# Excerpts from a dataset
━━━━━━━━

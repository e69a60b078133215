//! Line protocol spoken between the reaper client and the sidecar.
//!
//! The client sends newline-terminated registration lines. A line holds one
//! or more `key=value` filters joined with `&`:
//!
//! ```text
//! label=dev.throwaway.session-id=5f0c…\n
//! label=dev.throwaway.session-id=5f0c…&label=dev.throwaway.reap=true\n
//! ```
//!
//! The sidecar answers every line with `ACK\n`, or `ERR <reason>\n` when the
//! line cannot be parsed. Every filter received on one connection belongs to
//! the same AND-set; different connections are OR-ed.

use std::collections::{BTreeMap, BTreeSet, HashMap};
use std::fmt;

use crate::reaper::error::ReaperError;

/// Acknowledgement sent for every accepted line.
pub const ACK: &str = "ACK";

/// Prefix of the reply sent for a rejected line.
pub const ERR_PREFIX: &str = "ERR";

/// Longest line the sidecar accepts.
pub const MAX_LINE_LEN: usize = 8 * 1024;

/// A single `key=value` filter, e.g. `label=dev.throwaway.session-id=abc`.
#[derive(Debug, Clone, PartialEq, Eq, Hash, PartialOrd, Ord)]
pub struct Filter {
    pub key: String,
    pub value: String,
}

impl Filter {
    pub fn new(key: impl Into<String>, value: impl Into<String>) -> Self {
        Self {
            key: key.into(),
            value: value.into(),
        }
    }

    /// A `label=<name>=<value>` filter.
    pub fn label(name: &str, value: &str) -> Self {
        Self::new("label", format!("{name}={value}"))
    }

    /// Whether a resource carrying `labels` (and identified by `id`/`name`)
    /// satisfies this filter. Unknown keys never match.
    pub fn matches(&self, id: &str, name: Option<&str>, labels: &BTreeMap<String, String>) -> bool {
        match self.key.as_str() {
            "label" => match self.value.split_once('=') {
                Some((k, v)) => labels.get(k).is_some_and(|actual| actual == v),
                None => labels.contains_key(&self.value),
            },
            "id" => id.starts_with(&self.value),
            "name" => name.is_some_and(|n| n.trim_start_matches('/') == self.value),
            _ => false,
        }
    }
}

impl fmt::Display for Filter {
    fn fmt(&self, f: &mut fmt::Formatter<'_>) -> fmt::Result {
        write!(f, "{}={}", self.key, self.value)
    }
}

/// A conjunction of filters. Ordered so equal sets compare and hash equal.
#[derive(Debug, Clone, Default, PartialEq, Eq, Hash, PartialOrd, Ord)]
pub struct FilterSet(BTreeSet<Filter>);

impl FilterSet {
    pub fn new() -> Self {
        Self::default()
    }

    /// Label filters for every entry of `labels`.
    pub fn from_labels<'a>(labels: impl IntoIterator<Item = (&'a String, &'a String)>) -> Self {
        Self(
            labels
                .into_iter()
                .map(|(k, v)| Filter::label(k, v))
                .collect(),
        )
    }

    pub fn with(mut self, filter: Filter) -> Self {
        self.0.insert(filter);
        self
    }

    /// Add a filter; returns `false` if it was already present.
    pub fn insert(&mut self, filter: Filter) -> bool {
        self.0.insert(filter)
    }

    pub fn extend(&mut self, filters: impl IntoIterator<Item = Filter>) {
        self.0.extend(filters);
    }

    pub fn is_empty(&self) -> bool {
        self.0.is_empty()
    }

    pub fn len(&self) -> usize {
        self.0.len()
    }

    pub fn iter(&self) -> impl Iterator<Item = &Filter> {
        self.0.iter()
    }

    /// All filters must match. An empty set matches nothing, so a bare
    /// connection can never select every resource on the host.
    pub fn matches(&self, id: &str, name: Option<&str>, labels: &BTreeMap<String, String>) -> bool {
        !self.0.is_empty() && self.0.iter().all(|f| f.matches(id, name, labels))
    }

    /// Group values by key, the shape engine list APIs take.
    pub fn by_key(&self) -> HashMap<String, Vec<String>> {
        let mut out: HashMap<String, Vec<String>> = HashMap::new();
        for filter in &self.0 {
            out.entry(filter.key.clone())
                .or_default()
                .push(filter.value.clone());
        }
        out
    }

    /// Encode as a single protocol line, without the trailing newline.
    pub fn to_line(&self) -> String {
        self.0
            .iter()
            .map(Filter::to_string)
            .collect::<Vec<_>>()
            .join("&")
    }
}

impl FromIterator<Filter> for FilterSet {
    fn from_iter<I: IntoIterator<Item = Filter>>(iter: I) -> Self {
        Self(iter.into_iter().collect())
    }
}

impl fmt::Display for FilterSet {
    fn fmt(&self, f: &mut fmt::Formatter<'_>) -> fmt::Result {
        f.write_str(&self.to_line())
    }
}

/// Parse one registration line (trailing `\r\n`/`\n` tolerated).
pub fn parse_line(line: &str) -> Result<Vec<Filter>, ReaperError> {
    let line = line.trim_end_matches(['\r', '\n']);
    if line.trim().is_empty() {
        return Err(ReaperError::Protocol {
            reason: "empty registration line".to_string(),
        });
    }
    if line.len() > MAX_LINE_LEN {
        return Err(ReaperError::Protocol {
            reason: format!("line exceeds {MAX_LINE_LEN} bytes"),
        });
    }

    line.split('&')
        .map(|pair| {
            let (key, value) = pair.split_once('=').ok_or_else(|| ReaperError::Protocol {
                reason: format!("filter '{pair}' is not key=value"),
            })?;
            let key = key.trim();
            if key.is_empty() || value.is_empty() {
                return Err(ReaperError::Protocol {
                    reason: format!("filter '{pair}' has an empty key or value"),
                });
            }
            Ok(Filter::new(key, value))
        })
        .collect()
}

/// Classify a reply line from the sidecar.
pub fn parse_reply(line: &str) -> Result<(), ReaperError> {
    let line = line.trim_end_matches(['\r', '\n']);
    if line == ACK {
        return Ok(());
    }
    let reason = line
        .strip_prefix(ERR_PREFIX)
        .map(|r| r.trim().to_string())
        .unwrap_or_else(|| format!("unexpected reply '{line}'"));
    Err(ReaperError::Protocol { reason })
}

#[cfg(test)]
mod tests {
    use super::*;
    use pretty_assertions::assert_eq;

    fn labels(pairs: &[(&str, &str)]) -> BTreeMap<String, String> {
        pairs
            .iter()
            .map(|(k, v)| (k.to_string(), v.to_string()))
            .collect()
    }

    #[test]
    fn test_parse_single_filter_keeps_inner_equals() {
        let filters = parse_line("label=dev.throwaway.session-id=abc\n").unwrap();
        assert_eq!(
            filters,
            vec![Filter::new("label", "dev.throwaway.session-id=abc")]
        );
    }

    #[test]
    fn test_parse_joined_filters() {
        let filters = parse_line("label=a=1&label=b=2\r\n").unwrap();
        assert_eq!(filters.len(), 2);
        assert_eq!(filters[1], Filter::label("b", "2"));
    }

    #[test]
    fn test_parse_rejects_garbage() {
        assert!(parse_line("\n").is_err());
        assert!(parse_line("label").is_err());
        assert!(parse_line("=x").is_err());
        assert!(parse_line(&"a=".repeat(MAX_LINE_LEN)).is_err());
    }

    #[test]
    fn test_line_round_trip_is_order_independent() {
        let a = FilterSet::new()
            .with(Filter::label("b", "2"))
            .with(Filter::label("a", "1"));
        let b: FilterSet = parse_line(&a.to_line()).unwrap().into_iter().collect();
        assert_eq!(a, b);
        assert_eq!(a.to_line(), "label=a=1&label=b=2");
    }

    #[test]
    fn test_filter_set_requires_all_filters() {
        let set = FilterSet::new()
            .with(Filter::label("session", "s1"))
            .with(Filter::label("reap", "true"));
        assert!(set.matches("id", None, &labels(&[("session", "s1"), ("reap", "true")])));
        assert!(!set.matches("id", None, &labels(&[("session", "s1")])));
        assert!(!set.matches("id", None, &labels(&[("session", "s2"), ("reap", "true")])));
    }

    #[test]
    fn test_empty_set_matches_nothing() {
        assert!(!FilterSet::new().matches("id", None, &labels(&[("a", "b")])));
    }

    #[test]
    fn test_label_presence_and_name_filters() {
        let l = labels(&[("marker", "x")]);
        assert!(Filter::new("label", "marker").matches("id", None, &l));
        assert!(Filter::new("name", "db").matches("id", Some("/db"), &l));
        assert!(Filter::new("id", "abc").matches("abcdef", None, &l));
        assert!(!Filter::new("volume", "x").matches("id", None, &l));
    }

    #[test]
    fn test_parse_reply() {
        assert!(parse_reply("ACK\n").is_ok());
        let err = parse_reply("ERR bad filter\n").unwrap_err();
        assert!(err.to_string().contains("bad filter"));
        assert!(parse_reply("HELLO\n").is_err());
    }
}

━━━━━━━━

# Problem to solve
Copy out every line of the data in which the word "resource" is found.

# Output
    /// Whether a resource carrying `labels` (and identified by `id`/`name`)
    /// connection can never select every resource on the host.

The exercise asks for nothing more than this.